__WORK INSTRUCTION__: Check every line below for the string "PrintSqlResult", and copy the lines that contain it.

__DATA SECTION__:

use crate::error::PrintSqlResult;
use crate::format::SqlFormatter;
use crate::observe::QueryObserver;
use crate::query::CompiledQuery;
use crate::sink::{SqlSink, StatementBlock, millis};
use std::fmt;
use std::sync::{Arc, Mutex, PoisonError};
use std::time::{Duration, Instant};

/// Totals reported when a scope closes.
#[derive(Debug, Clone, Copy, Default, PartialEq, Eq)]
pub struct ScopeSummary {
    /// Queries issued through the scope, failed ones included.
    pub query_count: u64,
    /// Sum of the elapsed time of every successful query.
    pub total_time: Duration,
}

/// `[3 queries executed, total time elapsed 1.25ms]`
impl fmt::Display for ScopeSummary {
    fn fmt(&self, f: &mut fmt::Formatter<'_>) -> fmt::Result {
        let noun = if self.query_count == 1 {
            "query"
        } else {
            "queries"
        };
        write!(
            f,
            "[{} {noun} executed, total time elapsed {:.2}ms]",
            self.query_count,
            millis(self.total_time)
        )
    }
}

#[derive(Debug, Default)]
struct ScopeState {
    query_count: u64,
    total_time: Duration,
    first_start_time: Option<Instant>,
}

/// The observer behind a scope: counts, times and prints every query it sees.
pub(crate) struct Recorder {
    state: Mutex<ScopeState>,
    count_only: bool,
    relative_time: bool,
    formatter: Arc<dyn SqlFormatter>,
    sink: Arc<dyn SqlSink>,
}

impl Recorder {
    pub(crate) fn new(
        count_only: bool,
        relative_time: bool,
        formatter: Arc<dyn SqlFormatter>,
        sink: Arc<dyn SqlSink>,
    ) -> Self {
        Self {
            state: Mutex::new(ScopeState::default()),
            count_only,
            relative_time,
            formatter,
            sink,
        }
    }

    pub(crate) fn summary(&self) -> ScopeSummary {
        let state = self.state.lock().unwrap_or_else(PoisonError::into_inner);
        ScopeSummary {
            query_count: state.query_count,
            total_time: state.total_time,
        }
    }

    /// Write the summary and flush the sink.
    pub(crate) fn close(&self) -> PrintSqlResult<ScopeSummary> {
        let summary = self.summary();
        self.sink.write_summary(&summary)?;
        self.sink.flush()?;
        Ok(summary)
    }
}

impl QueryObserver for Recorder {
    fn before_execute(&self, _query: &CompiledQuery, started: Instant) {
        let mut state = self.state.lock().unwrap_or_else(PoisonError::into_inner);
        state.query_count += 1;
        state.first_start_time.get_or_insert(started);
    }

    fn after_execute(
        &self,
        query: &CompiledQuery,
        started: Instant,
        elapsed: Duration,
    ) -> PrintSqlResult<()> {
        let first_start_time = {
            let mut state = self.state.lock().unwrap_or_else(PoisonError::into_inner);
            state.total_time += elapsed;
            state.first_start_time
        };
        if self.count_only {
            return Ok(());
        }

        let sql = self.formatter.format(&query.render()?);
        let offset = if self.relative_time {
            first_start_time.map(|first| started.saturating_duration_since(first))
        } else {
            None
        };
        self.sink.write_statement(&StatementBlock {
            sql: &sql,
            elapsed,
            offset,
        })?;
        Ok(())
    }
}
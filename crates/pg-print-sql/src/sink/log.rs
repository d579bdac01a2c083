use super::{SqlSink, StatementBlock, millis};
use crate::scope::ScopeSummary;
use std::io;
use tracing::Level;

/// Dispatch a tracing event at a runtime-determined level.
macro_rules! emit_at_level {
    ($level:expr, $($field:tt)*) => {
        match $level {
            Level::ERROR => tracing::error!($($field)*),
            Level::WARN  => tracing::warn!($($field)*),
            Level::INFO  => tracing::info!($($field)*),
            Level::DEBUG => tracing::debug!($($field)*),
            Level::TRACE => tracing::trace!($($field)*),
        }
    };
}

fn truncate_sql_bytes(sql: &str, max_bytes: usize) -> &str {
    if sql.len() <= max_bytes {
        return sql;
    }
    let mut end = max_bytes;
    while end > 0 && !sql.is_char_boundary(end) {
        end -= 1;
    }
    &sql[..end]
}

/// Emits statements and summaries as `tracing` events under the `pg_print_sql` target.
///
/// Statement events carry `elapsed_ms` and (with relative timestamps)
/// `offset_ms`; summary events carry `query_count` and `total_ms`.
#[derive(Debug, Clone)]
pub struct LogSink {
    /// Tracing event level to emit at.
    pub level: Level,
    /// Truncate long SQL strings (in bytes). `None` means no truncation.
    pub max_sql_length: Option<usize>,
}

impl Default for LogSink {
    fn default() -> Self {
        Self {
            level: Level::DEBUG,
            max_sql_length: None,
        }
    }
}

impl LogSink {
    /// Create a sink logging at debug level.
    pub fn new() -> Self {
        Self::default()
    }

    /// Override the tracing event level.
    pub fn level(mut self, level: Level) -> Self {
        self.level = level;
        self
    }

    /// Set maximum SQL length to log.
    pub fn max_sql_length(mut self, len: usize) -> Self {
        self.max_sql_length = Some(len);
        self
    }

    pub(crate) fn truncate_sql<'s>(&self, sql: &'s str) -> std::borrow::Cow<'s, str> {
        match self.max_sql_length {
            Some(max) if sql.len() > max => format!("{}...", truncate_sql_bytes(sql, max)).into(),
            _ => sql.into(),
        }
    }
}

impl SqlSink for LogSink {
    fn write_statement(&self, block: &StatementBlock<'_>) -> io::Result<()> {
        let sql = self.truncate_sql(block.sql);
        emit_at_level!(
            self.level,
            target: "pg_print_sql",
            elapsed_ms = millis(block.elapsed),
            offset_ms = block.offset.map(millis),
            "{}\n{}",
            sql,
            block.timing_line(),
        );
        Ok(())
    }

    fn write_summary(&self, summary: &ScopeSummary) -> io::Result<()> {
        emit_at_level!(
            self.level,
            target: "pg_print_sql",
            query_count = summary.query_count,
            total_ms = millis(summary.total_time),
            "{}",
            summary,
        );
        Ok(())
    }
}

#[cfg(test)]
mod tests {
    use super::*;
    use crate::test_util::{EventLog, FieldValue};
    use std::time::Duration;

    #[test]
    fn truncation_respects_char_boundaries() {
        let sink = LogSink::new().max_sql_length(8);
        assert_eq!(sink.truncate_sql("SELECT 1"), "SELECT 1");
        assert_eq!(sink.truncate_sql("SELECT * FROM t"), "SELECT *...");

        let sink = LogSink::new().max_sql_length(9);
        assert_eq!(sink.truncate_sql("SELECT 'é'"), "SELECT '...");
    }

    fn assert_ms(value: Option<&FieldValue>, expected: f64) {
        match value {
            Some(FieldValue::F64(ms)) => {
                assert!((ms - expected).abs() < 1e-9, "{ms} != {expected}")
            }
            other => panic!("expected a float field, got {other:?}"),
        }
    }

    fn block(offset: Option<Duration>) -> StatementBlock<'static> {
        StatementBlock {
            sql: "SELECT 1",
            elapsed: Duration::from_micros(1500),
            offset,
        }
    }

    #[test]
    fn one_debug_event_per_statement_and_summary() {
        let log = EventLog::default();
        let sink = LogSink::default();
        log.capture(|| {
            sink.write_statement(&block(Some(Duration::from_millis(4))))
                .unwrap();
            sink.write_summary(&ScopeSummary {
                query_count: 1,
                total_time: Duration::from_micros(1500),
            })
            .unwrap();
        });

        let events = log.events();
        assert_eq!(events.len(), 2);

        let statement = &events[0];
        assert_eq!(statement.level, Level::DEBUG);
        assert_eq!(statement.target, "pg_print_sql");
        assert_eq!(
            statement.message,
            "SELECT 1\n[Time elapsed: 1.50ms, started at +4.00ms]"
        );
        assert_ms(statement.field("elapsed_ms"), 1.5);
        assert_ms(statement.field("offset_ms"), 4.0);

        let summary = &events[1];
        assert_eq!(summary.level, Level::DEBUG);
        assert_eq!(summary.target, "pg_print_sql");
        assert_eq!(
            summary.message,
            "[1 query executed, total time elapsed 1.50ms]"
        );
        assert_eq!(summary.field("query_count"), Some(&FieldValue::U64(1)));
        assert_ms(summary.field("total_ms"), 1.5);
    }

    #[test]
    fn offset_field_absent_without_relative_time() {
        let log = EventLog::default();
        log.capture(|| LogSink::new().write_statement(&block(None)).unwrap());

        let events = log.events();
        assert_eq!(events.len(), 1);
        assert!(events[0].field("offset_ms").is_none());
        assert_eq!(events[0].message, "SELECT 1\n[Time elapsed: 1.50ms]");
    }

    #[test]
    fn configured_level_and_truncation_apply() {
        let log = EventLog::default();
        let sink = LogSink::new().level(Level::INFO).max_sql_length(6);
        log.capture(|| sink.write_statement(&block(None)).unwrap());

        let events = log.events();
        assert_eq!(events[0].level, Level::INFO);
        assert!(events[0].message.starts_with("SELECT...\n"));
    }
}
---
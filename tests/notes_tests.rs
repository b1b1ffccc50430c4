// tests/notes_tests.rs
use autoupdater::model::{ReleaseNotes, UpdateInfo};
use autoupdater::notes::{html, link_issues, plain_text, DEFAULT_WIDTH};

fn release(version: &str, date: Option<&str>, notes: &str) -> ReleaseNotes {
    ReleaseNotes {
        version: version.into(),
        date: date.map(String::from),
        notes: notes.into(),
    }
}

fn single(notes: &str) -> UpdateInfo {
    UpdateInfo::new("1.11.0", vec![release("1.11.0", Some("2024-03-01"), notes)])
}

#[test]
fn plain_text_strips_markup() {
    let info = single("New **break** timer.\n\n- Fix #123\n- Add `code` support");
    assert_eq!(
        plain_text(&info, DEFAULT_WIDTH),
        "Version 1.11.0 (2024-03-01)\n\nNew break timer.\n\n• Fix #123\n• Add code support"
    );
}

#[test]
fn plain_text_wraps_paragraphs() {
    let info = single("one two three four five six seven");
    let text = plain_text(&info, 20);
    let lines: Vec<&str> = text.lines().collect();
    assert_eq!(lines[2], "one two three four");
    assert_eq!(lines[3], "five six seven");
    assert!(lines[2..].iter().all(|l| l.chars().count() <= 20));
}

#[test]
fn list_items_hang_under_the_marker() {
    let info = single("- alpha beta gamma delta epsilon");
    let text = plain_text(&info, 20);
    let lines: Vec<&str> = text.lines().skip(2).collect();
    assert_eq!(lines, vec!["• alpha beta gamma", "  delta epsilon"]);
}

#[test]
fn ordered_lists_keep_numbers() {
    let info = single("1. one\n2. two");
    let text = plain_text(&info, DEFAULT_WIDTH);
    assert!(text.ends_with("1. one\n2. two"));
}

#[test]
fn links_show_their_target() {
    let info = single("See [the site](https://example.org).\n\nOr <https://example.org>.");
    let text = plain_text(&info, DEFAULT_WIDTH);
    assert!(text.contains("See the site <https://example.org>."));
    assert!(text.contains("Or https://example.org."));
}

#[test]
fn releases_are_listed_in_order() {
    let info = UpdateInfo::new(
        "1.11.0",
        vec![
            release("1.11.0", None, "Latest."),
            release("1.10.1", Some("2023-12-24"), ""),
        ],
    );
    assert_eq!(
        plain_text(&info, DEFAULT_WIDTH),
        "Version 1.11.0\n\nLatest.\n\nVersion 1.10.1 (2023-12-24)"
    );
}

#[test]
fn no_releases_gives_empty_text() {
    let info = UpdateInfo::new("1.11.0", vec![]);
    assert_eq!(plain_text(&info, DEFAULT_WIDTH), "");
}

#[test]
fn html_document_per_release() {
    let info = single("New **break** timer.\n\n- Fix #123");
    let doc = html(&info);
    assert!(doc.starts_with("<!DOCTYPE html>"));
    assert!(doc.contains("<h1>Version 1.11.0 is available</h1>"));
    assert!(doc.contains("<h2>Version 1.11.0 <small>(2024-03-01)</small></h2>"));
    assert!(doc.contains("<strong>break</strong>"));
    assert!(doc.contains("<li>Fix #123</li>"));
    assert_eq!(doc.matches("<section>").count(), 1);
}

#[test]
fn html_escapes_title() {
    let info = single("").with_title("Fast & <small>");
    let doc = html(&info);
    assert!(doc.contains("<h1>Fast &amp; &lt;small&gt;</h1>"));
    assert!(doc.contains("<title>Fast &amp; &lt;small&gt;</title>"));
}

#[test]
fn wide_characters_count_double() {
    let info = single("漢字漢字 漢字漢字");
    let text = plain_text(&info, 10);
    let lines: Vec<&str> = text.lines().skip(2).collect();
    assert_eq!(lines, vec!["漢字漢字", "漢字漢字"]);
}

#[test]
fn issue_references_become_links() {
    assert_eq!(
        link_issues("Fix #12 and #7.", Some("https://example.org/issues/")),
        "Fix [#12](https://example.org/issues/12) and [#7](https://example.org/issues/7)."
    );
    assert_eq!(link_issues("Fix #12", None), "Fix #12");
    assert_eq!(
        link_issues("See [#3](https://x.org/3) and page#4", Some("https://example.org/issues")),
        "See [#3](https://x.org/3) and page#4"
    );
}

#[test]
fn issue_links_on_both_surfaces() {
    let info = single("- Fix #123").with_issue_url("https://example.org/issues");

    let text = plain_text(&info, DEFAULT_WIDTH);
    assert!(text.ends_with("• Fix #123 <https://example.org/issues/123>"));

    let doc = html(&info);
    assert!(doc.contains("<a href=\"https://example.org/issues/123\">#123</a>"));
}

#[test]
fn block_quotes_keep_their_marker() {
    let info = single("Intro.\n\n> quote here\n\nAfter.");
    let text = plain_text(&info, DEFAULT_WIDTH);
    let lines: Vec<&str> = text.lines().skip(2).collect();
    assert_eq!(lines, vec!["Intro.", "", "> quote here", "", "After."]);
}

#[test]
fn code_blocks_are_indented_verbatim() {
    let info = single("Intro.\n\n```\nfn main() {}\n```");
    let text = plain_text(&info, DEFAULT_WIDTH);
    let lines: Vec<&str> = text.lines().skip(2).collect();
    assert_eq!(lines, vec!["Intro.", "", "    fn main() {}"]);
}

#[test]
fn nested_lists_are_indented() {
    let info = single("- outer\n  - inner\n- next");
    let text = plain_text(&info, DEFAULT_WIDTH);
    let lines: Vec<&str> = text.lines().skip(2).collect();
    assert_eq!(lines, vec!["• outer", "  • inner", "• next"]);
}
---
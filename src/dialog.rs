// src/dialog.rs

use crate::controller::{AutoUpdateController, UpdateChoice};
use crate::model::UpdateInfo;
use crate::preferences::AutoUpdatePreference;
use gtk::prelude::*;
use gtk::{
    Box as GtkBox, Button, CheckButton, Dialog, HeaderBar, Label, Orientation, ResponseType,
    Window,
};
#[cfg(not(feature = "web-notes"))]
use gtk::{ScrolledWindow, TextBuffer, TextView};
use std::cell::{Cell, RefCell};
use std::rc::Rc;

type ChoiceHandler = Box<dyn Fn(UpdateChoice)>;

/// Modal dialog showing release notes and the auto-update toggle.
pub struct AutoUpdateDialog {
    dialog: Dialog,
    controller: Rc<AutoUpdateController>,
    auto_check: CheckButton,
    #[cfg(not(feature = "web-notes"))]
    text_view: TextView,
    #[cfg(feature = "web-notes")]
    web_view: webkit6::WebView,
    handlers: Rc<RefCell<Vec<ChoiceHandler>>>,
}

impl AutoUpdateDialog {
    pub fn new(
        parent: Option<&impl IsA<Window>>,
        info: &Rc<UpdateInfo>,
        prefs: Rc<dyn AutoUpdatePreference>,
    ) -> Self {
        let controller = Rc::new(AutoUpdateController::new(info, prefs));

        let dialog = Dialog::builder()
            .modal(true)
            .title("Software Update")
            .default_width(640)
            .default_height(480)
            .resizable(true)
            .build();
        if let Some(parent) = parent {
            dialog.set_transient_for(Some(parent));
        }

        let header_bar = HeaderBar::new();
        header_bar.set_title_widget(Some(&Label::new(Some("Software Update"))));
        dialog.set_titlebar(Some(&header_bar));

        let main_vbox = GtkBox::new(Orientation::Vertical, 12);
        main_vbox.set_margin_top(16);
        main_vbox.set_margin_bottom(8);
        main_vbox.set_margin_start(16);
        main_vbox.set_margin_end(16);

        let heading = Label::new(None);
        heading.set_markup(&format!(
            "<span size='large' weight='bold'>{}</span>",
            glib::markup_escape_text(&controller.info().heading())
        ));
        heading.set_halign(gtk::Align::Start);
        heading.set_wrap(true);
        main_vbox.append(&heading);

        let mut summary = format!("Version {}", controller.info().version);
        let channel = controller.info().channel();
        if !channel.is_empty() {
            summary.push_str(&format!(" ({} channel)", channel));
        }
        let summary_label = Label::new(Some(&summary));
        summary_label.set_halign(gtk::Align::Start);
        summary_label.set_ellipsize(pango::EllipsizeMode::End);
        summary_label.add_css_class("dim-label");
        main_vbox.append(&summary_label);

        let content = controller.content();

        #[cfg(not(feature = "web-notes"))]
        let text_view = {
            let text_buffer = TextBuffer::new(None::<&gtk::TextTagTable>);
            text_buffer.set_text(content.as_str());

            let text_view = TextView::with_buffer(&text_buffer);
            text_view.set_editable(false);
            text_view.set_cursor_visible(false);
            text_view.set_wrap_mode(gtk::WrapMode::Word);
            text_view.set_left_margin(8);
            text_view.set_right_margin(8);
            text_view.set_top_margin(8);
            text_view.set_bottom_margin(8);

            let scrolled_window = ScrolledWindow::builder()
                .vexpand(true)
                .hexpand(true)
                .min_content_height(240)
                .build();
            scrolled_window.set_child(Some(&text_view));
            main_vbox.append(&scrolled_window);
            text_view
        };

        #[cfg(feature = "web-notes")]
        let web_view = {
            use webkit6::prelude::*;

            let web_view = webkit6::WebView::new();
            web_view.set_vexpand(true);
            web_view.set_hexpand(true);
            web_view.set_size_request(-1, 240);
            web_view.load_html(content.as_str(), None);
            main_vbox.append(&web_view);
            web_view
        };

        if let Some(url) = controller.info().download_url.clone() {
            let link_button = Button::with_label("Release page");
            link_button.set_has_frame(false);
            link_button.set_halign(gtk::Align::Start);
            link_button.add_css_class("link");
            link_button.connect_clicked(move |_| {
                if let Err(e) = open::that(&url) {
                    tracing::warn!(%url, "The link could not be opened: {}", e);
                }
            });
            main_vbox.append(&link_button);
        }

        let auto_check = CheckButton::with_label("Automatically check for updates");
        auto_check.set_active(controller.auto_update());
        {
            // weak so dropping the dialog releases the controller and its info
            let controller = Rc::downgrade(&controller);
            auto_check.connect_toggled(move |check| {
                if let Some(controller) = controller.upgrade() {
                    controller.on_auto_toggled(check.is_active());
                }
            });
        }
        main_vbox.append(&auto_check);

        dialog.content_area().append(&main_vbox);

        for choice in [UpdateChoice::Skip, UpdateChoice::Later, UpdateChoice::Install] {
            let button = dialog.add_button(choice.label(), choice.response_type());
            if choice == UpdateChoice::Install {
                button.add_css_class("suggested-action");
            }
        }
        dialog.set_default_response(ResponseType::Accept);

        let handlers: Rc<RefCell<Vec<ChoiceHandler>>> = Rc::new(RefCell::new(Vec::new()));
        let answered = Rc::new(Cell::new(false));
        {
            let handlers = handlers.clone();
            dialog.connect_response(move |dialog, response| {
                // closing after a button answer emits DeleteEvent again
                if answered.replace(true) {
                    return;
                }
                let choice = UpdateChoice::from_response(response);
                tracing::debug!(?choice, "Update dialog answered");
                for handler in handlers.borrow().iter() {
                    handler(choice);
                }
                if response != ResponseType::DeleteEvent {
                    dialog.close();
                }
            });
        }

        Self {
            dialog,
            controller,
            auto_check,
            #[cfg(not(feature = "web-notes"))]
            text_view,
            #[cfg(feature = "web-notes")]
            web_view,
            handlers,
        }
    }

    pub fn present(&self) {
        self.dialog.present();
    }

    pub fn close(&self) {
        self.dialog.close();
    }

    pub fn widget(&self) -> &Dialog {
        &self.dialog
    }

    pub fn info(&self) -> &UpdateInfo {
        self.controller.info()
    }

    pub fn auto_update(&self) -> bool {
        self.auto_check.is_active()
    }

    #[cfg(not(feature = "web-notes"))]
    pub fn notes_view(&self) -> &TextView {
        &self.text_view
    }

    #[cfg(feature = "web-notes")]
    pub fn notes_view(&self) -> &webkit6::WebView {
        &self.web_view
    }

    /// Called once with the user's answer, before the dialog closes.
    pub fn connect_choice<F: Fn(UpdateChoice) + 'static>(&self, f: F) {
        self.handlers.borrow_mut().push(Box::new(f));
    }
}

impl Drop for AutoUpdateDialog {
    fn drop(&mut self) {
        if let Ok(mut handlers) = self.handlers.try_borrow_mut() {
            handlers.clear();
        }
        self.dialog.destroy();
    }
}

__ANSWER BOX__:
use crate::error::PrintSqlResult;
    pub(crate) fn close(&self) -> PrintSqlResult<ScopeSummary> {
    ) -> PrintSqlResult<()> {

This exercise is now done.